* TRY IT
Check each line of the records below and collect those that include the word "seeded".

* RECORDS FOR PROCESSING
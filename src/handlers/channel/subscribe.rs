//! SUBSCRIBE handler.

use crate::handlers::core::context::required_str;
use crate::handlers::{Context, DispatchOutcome, Handler, HandlerError, HandlerResult};
use crate::state::Permission;
use async_trait::async_trait;
use slbroker_proto::{Message, reply};
use tracing::debug;

/// Handler for `subscribe {channel}`.
///
/// Requires READ. A missing channel is created on demand when the user also
/// holds MANAGE.
pub struct SubscribeHandler;

#[async_trait]
impl Handler for SubscribeHandler {
    async fn handle(&self, ctx: &Context<'_>, msg: &Message) -> HandlerResult<DispatchOutcome> {
        let name = required_str(msg, "channel")?;
        let user = ctx.require(Permission::READ)?;

        let channel = match ctx.vhost.get_channel(name) {
            Some(channel) => channel,
            None if user.can(Permission::MANAGE) => ctx.vhost.get_or_create_channel(name),
            None => return Err(HandlerError::NoSuchChannel(name.to_string())),
        };

        // Refused only if the channel was replaced in the meantime.
        if !ctx.conn.subscribe(&channel) && !ctx.conn.is_subscribed(name) {
            return Err(HandlerError::NoSuchChannel(name.to_string()));
        }
        debug!(channel = %name, user = %user.name, "Subscribed");

        ctx.reply(&reply::event_with("subscribed", "channel", name))?;
        Ok(DispatchOutcome::Continue)
    }
}
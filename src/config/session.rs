//! Per-session settings.

use serde::Deserialize;

/// What a session does with a frame that cannot be decoded or parsed.
///
/// Both policies notify the client with a `400 Bad request` error frame.
#[derive(Debug, Clone, Copy, Default, Deserialize, PartialEq, Eq)]
#[serde(rename_all = "lowercase")]
pub enum MalformedPolicy {
    /// Drop the frame and keep the session open.
    #[default]
    Skip,
    /// Close the session.
    Disconnect,
}

/// Settings applied to every session of a vhost.
#[derive(Debug, Clone, Deserialize, PartialEq, Eq)]
pub struct SessionConfig {
    /// Handling of malformed payloads.
    #[serde(default)]
    pub malformed_payload: MalformedPolicy,
    /// Capacity of each connection's outbound queue, in frames.
    #[serde(default = "default_outgoing_queue")]
    pub outgoing_queue: usize,
}

fn default_outgoing_queue() -> usize {
    256
}

impl Default for SessionConfig {
    fn default() -> Self {
        Self {
            malformed_payload: MalformedPolicy::default(),
            outgoing_queue: default_outgoing_queue(),
        }
    }
}
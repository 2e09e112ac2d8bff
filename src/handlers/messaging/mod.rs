//! Messaging handlers.

mod broadcast;

pub use broadcast::BroadcastHandler;
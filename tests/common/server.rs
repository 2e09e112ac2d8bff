//! Test server management.
//!
//! Runs a broker and its gateway inside the test runtime on an ephemeral
//! port, so tests can poke at the registries directly.

use slbroker::config::ListenConfig;
use slbroker::{Broker, Gateway, Vhost, VhostOptions};
use std::net::SocketAddr;
use std::sync::Arc;
use std::time::Duration;
use tokio_util::sync::CancellationToken;

/// Vhost created by [`TestServer::spawn`].
pub const VHOST: &str = "/chat";
/// Channel created in [`VHOST`].
pub const CHANNEL: &str = "general";
/// Secret shared by every seeded user.
pub const SECRET: &str = "pw";

/// A running broker.
pub struct TestServer {
    addr: SocketAddr,
    broker: Arc<Broker>,
    shutdown: CancellationToken,
}

impl TestServer {
    /// Spawn a broker with one vhost, one channel and three users:
    /// `admin` (7), `writer` (3) and `reader` (1).
    pub async fn spawn() -> anyhow::Result<Self> {
        Self::spawn_with(VhostOptions::default(), Vec::new()).await
    }

    /// Spawn with custom vhost options and origin allow-list.
    pub async fn spawn_with(
        options: VhostOptions,
        allow_origins: Vec<String>,
    ) -> anyhow::Result<Self> {
        let broker = Arc::new(Broker::with_options(options));
        let vhost = broker.add_vhost(VHOST)?;
        vhost.create_channel(CHANNEL);
        vhost.add_user("admin", SECRET, 7)?;
        vhost.add_user("writer", SECRET, 3)?;
        vhost.add_user("reader", SECRET, 1)?;

        let mut listen = ListenConfig::new("127.0.0.1:0".parse()?);
        listen.allow_origins = allow_origins;

        let gateway = Gateway::bind(listen, Arc::clone(&broker)).await?;
        let addr = gateway.local_addr()?;
        let shutdown = CancellationToken::new();
        tokio::spawn(gateway.run(shutdown.clone()));

        Ok(Self {
            addr,
            broker,
            shutdown,
        })
    }

    pub fn broker(&self) -> &Arc<Broker> {
        &self.broker
    }

    /// The seeded vhost.
    pub fn vhost(&self) -> Arc<Vhost> {
        self.broker.get_vhost(VHOST).expect("seeded vhost")
    }

    /// WebSocket URL for a vhost path.
    pub fn url(&self, path: &str) -> String {
        format!("ws://{}{}", self.addr, path)
    }

    /// Connect a client to the seeded vhost.
    pub async fn connect(&self) -> anyhow::Result<super::client::TestClient> {
        super::client::TestClient::connect(&self.url(VHOST)).await
    }

    /// Connect and authenticate as `user`.
    pub async fn login(&self, user: &str) -> anyhow::Result<super::client::TestClient> {
        let mut client = self.connect().await?;
        client.auth(user, SECRET).await?;
        Ok(client)
    }

    /// Wait until the seeded vhost has exactly `count` registered sessions.
    pub async fn wait_for_connections(&self, count: usize) -> anyhow::Result<()> {
        let vhost = self.vhost();
        for _ in 0..100 {
            if vhost.connection_count() == count {
                return Ok(());
            }
            tokio::time::sleep(Duration::from_millis(20)).await;
        }
        anyhow::bail!(
            "expected {count} connections, found {}",
            vhost.connection_count()
        )
    }
}

impl Drop for TestServer {
    fn drop(&mut self) {
        self.shutdown.cancel();
        self.broker.stop();
    }
}
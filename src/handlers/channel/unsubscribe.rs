//! UNSUBSCRIBE handler.

use crate::handlers::core::context::required_str;
use crate::handlers::{Context, DispatchOutcome, Handler, HandlerError, HandlerResult};
use async_trait::async_trait;
use slbroker_proto::{Message, reply};
use tracing::debug;

/// Handler for `unsubscribe {channel}`.
pub struct UnsubscribeHandler;

#[async_trait]
impl Handler for UnsubscribeHandler {
    async fn handle(&self, ctx: &Context<'_>, msg: &Message) -> HandlerResult<DispatchOutcome> {
        let name = required_str(msg, "channel")?;

        if !ctx.conn.unsubscribe(name) {
            return Err(HandlerError::NotSubscribed(name.to_string()));
        }
        debug!(channel = %name, "Unsubscribed");

        ctx.reply(&reply::event_with("unsubscribed", "channel", name))?;
        Ok(DispatchOutcome::Continue)
    }
}
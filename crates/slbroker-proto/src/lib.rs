//! # slbroker-proto
//!
//! Wire-level pieces of the Straylight WebSocket broker: the JSON message
//! envelope, reply frame builders, and a WebSocket transport that decodes
//! exactly one message per call.
//!
//! ## Envelope
//!
//! Every frame is a JSON object with a single key, the event name, whose
//! value is an object carrying the event data:
//!
//! ```rust
//! use slbroker_proto::Message;
//! use serde_json::json;
//!
//! let msg = Message::parse(json!({"subscribe": {"channel": "general"}})).unwrap();
//! assert_eq!(msg.event, "subscribe");
//! assert_eq!(msg.str_field("channel"), Some("general"));
//! ```

#![deny(clippy::all)]
#![warn(missing_docs)]

pub mod error;
pub mod message;
pub mod reply;
#[cfg(feature = "tokio")]
pub mod transport;

pub use self::error::ProtocolError;
pub use self::message::Message;
#[cfg(feature = "tokio")]
pub use self::transport::{Transport, TransportReadError};
//! AUTH handler.

use super::core::context::required_str;
use super::{Context, DispatchOutcome, Handler, HandlerError, HandlerResult};
use async_trait::async_trait;
use slbroker_proto::{Message, reply};
use tracing::{debug, info};

/// Handler for `auth {user, secret}`.
///
/// A connection may re-authenticate; the last successful attempt wins and a
/// failed attempt leaves the previous identity in place.
pub struct AuthHandler;

#[async_trait]
impl Handler for AuthHandler {
    async fn handle(&self, ctx: &Context<'_>, msg: &Message) -> HandlerResult<DispatchOutcome> {
        let name = required_str(msg, "user")?;
        let secret = required_str(msg, "secret")?;

        let Some(user) = ctx.vhost.authenticate(name, secret) else {
            debug!(user = %name, "Authentication failed");
            return Err(HandlerError::Unauthorized);
        };

        ctx.conn.set_authenticated_user(Some(user.name.clone()));
        info!(user = %user.name, permission = %user.permission, "Authenticated");

        ctx.reply(&reply::event_with("authenticated", "user", &user.name))?;
        Ok(DispatchOutcome::Continue)
    }
}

* ANSWER TO THIS EXERCISE
/// Secret shared by every seeded user.
    /// The seeded vhost.
        self.broker.get_vhost(VHOST).expect("seeded vhost")
    /// Connect a client to the seeded vhost.
    /// Wait until the seeded vhost has exactly `count` registered sessions.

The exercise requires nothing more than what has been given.